Within the data that follows, set down exactly the lines from the one containing "pub fn simulate_create_race(&self)" through the one containing "impl SearchIndexProvider for", both ends included.
━━━━━━━━
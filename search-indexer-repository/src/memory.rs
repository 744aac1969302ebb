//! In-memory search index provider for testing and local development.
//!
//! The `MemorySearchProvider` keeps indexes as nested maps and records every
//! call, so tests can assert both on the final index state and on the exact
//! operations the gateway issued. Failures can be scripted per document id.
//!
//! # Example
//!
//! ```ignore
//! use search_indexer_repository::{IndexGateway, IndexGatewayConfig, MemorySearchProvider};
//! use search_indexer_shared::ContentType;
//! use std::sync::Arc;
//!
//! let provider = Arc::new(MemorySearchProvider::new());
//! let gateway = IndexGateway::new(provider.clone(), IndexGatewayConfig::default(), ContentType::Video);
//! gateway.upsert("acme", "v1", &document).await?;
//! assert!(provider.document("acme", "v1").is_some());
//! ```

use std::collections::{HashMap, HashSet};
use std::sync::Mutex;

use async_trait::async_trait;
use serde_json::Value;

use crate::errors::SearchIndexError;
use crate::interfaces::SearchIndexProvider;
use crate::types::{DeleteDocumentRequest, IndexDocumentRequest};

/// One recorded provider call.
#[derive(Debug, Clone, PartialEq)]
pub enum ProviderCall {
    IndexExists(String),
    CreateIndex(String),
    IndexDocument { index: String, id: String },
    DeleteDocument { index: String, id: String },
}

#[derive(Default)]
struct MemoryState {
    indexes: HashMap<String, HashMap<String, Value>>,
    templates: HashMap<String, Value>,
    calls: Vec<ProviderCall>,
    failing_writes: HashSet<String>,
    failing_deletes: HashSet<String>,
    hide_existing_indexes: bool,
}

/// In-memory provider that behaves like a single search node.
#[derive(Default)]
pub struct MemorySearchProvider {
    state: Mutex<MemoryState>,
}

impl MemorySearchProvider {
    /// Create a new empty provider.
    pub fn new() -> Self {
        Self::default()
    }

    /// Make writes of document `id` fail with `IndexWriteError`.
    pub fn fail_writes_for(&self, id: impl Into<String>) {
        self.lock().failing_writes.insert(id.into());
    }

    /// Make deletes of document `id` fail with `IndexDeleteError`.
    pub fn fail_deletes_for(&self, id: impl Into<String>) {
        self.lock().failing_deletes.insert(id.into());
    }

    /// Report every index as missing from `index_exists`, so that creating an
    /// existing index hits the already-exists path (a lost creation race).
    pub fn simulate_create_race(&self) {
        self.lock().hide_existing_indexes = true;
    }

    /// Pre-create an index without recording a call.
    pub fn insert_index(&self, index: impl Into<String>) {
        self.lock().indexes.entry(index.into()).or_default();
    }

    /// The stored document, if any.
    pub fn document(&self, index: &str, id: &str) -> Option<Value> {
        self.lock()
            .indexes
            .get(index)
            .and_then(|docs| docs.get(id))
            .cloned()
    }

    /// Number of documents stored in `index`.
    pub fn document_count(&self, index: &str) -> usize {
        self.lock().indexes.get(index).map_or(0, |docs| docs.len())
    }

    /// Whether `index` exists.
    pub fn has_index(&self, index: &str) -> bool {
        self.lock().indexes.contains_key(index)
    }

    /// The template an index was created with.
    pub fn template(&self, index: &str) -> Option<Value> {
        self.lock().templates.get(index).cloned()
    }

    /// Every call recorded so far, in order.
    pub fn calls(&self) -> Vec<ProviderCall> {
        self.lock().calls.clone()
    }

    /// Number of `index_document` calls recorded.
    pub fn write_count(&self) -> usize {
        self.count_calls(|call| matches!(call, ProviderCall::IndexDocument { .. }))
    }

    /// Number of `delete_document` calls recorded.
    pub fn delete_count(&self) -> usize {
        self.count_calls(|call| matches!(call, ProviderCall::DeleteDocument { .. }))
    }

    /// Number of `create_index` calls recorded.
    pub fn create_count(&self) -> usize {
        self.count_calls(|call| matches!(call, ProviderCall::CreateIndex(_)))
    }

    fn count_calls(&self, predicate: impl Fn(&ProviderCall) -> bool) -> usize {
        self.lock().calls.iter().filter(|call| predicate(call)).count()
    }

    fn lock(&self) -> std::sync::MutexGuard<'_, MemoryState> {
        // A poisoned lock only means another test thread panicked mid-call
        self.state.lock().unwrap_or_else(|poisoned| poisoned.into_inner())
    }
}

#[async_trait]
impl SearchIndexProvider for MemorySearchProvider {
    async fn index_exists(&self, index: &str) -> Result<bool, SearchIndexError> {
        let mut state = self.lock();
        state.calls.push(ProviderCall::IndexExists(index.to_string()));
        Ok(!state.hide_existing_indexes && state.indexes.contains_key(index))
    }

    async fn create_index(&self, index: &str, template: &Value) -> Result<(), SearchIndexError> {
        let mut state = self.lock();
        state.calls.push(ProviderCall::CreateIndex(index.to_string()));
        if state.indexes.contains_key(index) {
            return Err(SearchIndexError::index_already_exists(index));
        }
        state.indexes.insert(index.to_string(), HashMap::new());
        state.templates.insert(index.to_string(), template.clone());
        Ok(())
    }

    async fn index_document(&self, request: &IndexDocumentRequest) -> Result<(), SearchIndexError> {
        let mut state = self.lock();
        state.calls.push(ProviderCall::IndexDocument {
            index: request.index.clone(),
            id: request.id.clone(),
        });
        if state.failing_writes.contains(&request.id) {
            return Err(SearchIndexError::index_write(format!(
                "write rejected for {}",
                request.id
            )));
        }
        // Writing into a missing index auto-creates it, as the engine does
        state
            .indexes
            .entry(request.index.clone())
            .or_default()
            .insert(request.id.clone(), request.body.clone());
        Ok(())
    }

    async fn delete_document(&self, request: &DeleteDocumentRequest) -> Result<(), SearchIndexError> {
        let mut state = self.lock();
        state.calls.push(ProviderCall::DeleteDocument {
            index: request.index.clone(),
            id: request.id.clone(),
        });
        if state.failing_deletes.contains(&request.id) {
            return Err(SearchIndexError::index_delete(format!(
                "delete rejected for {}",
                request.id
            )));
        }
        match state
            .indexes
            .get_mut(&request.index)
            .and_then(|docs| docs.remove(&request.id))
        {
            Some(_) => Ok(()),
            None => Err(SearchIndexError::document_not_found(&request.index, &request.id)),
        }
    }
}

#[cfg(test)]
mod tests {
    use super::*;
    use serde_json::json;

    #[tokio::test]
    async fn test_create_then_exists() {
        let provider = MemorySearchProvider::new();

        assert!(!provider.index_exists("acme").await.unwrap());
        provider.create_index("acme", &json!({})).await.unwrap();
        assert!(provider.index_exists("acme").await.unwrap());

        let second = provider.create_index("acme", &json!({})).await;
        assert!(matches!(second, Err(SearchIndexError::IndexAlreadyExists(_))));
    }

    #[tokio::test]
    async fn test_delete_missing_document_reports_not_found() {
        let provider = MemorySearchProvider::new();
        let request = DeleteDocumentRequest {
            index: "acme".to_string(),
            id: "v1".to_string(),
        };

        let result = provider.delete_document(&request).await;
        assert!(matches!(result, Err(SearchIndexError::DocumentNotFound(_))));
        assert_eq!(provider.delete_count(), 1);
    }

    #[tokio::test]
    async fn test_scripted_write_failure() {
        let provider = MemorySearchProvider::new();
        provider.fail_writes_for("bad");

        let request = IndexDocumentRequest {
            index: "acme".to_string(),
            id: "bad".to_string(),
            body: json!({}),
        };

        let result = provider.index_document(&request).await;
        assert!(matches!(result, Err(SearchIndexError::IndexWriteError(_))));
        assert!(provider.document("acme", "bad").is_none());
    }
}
━━━━━━━━
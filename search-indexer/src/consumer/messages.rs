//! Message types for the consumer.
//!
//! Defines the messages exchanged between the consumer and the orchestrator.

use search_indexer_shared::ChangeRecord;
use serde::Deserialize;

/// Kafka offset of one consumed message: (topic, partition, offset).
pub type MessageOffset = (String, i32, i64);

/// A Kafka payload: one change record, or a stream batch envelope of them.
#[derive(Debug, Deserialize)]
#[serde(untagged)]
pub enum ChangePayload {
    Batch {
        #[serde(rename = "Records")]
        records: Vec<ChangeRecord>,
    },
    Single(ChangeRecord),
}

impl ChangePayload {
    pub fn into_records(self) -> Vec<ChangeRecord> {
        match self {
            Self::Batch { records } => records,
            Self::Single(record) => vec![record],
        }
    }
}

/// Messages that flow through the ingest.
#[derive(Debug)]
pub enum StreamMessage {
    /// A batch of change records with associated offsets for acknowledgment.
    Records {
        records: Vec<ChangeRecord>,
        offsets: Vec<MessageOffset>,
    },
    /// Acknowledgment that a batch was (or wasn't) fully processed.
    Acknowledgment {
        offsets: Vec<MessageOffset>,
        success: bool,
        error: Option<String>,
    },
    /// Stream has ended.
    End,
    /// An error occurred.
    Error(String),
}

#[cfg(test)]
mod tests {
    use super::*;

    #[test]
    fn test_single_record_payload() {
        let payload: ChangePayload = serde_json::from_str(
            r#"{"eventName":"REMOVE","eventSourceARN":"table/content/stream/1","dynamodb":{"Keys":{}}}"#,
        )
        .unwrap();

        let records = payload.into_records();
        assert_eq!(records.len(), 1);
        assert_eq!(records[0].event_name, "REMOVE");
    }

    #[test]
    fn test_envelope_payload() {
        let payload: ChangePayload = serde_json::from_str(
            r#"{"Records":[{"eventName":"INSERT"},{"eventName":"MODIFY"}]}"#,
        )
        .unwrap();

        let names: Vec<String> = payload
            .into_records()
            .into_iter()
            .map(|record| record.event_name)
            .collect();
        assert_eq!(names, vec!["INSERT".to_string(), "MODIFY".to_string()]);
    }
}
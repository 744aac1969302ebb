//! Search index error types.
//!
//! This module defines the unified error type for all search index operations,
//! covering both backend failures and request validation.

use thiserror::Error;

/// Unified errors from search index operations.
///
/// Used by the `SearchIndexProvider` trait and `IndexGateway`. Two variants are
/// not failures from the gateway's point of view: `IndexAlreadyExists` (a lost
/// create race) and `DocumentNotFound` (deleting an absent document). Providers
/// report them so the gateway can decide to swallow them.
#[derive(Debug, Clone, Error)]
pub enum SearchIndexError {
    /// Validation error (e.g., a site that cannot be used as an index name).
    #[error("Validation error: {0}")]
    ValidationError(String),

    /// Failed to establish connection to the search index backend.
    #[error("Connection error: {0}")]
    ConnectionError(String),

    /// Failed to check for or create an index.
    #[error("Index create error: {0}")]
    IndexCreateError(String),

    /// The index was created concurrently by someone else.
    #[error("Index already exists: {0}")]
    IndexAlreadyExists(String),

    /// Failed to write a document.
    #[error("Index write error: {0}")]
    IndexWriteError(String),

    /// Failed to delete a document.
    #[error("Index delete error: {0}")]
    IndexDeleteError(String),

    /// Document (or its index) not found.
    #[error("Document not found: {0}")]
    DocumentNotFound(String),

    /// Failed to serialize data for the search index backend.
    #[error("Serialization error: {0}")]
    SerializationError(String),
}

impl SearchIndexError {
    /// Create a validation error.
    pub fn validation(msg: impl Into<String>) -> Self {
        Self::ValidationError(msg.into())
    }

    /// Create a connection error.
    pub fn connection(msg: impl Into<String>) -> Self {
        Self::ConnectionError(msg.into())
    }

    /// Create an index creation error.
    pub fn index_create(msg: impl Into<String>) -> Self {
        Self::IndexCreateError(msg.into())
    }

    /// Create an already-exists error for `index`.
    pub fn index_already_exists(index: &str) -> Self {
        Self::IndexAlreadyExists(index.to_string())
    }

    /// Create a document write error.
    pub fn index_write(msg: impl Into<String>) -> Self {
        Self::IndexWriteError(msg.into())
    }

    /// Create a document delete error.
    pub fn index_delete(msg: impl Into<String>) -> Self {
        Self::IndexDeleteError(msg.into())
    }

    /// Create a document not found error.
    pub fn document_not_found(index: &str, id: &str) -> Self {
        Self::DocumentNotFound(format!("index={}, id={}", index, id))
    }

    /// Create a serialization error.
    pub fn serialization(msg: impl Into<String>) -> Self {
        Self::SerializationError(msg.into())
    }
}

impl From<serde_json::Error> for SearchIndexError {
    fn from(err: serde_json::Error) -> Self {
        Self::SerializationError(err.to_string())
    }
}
━━━━━━━━
*Task response*:
    pub fn simulate_create_race(&self) {
        self.lock().hide_existing_indexes = true;
    }

    /// Pre-create an index without recording a call.
    pub fn insert_index(&self, index: impl Into<String>) {
        self.lock().indexes.entry(index.into()).or_default();
    }

    /// The stored document, if any.
    pub fn document(&self, index: &str, id: &str) -> Option<Value> {
        self.lock()
            .indexes
            .get(index)
            .and_then(|docs| docs.get(id))
            .cloned()
    }

    /// Number of documents stored in `index`.
    pub fn document_count(&self, index: &str) -> usize {
        self.lock().indexes.get(index).map_or(0, |docs| docs.len())
    }

    /// Whether `index` exists.
    pub fn has_index(&self, index: &str) -> bool {
        self.lock().indexes.contains_key(index)
    }

    /// The template an index was created with.
    pub fn template(&self, index: &str) -> Option<Value> {
        self.lock().templates.get(index).cloned()
    }

    /// Every call recorded so far, in order.
    pub fn calls(&self) -> Vec<ProviderCall> {
        self.lock().calls.clone()
    }

    /// Number of `index_document` calls recorded.
    pub fn write_count(&self) -> usize {
        self.count_calls(|call| matches!(call, ProviderCall::IndexDocument { .. }))
    }

    /// Number of `delete_document` calls recorded.
    pub fn delete_count(&self) -> usize {
        self.count_calls(|call| matches!(call, ProviderCall::DeleteDocument { .. }))
    }

    /// Number of `create_index` calls recorded.
    pub fn create_count(&self) -> usize {
        self.count_calls(|call| matches!(call, ProviderCall::CreateIndex(_)))
    }

    fn count_calls(&self, predicate: impl Fn(&ProviderCall) -> bool) -> usize {
        self.lock().calls.iter().filter(|call| predicate(call)).count()
    }

    fn lock(&self) -> std::sync::MutexGuard<'_, MemoryState> {
        // A poisoned lock only means another test thread panicked mid-call
        self.state.lock().unwrap_or_else(|poisoned| poisoned.into_inner())
    }
}

#[async_trait]
impl SearchIndexProvider for MemorySearchProvider {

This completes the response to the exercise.